From the data below, retype exactly the lines starting with the one that contains "assert_eq!(label_index_range(&axis), 1..5);" and ending with the one that contains "use smallvec::SmallVec;", both included.

Saved data entries:
+ + + + + + +
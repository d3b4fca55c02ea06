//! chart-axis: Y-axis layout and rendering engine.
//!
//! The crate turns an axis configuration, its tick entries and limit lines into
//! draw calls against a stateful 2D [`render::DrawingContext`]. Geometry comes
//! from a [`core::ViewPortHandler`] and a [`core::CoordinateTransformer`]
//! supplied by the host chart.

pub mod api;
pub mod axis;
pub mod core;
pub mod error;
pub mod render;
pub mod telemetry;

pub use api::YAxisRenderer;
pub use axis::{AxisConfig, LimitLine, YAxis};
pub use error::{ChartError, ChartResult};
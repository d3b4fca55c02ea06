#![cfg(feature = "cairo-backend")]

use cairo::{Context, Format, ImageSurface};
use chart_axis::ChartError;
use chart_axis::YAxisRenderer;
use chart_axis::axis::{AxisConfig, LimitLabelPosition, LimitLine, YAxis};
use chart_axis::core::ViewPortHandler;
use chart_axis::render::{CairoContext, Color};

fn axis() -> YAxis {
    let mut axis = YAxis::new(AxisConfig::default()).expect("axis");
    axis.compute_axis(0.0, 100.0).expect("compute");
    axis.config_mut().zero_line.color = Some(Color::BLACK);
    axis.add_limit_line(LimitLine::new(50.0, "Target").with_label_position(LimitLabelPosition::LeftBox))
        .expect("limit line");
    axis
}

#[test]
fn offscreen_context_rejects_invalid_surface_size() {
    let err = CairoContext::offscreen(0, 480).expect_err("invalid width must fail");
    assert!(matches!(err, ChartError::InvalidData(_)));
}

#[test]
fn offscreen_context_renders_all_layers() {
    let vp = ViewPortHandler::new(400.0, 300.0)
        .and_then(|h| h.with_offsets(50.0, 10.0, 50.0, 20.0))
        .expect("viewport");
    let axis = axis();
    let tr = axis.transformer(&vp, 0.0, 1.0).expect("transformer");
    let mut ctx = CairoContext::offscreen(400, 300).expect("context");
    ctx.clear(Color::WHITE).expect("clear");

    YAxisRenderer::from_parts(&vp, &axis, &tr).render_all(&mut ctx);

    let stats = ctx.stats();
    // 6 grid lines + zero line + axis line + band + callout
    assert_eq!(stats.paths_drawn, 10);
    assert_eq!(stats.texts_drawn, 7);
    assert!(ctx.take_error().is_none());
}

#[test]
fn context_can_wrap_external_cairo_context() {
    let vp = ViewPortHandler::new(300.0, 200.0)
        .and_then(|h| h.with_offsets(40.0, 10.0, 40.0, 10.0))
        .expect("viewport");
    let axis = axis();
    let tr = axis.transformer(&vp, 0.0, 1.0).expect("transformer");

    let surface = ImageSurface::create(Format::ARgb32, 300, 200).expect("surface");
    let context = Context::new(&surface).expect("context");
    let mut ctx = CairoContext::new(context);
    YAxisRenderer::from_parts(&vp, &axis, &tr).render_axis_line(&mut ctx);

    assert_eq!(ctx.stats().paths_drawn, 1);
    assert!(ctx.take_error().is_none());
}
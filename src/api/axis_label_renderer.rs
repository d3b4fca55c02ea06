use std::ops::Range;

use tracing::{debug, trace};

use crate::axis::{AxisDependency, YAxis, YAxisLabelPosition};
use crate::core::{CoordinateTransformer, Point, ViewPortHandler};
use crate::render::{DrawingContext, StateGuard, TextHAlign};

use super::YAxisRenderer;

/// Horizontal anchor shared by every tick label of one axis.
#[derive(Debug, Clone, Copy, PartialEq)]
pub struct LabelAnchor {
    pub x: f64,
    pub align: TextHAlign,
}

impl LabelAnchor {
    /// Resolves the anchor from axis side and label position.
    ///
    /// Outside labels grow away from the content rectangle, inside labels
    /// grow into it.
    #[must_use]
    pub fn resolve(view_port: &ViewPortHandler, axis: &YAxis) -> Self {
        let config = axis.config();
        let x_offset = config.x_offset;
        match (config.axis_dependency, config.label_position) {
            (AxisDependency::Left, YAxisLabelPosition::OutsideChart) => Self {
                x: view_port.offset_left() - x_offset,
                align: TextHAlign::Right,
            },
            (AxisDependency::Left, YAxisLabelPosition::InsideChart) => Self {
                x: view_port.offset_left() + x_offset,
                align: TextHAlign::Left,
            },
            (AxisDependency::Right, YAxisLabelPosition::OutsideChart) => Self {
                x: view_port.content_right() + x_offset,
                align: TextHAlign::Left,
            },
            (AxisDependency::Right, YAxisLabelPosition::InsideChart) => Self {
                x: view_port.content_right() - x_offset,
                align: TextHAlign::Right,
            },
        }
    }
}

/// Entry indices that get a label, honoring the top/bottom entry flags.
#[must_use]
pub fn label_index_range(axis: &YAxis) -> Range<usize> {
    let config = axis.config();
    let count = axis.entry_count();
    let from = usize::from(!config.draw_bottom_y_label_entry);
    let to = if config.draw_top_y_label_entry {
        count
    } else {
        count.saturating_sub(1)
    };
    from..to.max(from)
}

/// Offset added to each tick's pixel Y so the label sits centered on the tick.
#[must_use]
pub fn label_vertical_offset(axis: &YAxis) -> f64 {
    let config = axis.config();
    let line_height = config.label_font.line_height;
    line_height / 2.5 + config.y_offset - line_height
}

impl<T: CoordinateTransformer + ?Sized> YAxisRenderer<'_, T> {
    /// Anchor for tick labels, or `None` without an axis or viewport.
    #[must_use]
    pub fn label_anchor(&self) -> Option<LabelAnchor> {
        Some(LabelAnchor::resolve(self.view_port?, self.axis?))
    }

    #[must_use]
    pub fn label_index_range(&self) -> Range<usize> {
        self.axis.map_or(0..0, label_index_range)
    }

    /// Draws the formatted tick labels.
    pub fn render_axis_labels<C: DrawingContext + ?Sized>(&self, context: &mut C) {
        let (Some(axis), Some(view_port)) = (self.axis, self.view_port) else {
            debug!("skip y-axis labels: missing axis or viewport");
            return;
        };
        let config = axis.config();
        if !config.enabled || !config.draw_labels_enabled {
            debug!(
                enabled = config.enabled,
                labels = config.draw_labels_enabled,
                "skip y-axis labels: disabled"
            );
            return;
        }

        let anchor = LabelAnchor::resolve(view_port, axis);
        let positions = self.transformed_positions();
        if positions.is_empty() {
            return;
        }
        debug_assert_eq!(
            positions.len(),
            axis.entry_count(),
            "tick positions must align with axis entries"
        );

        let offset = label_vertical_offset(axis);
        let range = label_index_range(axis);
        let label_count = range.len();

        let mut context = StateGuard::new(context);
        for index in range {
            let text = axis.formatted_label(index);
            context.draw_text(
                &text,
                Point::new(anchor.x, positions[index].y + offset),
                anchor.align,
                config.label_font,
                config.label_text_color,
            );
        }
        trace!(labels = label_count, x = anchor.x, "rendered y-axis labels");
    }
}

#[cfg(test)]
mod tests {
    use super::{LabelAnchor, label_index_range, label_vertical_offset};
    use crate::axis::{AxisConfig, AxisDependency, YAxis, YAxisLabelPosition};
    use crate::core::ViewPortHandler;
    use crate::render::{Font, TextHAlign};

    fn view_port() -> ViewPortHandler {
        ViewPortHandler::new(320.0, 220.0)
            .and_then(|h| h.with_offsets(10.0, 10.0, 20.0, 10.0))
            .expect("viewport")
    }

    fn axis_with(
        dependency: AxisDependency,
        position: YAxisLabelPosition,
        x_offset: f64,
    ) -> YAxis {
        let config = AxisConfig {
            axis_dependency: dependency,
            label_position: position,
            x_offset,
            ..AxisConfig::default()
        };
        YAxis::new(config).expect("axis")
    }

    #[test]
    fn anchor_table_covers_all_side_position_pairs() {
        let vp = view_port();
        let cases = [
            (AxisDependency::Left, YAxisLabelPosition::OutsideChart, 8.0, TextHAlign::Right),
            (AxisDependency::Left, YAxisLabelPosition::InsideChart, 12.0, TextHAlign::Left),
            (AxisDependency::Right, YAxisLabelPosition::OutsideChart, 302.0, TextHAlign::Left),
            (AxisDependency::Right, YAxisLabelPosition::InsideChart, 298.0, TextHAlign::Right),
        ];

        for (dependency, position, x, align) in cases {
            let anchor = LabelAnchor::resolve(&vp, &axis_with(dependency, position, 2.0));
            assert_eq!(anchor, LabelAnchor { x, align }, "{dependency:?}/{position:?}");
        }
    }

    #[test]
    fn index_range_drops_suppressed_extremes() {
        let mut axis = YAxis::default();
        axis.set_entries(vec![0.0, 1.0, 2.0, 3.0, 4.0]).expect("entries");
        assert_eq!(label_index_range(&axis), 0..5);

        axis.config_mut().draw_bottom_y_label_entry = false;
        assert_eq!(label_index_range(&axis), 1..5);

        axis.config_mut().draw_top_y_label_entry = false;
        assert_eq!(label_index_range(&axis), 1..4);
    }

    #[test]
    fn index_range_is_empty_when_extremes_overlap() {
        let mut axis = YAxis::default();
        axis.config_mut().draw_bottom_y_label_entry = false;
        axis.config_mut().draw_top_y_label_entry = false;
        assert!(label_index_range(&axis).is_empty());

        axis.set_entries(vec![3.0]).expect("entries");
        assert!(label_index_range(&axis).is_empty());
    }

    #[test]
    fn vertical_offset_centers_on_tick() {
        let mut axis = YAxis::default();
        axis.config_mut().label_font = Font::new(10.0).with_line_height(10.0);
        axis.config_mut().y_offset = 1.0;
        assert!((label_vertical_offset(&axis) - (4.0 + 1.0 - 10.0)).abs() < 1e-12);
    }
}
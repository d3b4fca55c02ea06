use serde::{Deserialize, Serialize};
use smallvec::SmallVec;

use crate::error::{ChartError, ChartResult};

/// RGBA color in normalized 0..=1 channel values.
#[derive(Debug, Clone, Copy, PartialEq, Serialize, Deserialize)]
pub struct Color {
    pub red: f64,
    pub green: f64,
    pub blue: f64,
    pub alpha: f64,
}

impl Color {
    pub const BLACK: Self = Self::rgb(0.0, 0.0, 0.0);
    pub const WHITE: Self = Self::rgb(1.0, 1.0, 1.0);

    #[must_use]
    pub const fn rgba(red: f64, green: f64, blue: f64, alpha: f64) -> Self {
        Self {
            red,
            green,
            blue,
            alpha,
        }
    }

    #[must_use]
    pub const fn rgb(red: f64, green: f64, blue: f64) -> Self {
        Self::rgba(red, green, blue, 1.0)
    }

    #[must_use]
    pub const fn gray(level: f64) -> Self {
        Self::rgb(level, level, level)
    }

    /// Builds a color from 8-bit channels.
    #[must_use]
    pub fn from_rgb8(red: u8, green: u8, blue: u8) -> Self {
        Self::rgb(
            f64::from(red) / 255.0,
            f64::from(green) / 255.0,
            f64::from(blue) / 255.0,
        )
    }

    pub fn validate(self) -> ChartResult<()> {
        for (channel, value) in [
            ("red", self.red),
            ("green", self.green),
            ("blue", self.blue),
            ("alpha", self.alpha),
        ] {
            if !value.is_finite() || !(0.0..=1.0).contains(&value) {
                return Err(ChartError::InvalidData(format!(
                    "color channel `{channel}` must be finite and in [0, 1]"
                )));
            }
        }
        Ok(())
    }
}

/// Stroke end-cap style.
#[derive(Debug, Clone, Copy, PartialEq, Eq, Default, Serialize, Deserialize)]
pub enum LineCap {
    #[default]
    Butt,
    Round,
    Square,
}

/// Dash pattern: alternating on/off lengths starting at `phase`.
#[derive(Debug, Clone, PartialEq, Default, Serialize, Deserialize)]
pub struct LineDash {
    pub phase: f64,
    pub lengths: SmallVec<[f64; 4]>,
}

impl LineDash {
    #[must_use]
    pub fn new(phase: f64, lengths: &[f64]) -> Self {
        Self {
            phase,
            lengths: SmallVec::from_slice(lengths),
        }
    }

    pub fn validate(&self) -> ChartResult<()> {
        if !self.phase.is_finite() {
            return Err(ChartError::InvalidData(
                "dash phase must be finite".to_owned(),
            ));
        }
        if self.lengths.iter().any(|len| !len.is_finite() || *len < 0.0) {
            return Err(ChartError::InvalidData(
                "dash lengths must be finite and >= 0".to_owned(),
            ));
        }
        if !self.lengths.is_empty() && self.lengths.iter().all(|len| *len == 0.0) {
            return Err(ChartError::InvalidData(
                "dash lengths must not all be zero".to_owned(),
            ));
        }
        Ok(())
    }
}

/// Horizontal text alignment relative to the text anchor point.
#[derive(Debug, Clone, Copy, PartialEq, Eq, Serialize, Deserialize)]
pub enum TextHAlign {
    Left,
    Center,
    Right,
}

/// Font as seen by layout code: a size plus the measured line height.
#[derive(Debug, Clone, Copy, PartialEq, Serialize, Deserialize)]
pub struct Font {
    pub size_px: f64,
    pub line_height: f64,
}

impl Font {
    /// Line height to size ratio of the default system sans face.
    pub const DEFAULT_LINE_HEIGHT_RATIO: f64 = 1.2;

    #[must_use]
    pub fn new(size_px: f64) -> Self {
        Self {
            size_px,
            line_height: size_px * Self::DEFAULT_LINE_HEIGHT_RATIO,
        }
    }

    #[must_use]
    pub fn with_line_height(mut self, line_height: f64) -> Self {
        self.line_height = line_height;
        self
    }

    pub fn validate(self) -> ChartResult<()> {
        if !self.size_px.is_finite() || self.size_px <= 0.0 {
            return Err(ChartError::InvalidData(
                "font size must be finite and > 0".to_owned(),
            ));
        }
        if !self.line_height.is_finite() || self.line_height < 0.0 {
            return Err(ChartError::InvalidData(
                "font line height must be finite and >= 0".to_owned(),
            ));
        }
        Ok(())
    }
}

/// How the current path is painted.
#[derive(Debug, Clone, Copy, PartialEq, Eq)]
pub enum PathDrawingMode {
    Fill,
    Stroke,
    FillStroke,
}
+ + + + + + +
== Solution ==
        assert_eq!(label_index_range(&axis), 1..5);

        axis.config_mut().draw_top_y_label_entry = false;
        assert_eq!(label_index_range(&axis), 1..4);
    }

    #[test]
    fn index_range_is_empty_when_extremes_overlap() {
        let mut axis = YAxis::default();
        axis.config_mut().draw_bottom_y_label_entry = false;
        axis.config_mut().draw_top_y_label_entry = false;
        assert!(label_index_range(&axis).is_empty());

        axis.set_entries(vec![3.0]).expect("entries");
        assert!(label_index_range(&axis).is_empty());
    }

    #[test]
    fn vertical_offset_centers_on_tick() {
        let mut axis = YAxis::default();
        axis.config_mut().label_font = Font::new(10.0).with_line_height(10.0);
        axis.config_mut().y_offset = 1.0;
        assert!((label_vertical_offset(&axis) - (4.0 + 1.0 - 10.0)).abs() < 1e-12);
    }
}
repository d3b4fca55c02ea06
use serde::{Deserialize, Serialize};
use smallvec::SmallVec;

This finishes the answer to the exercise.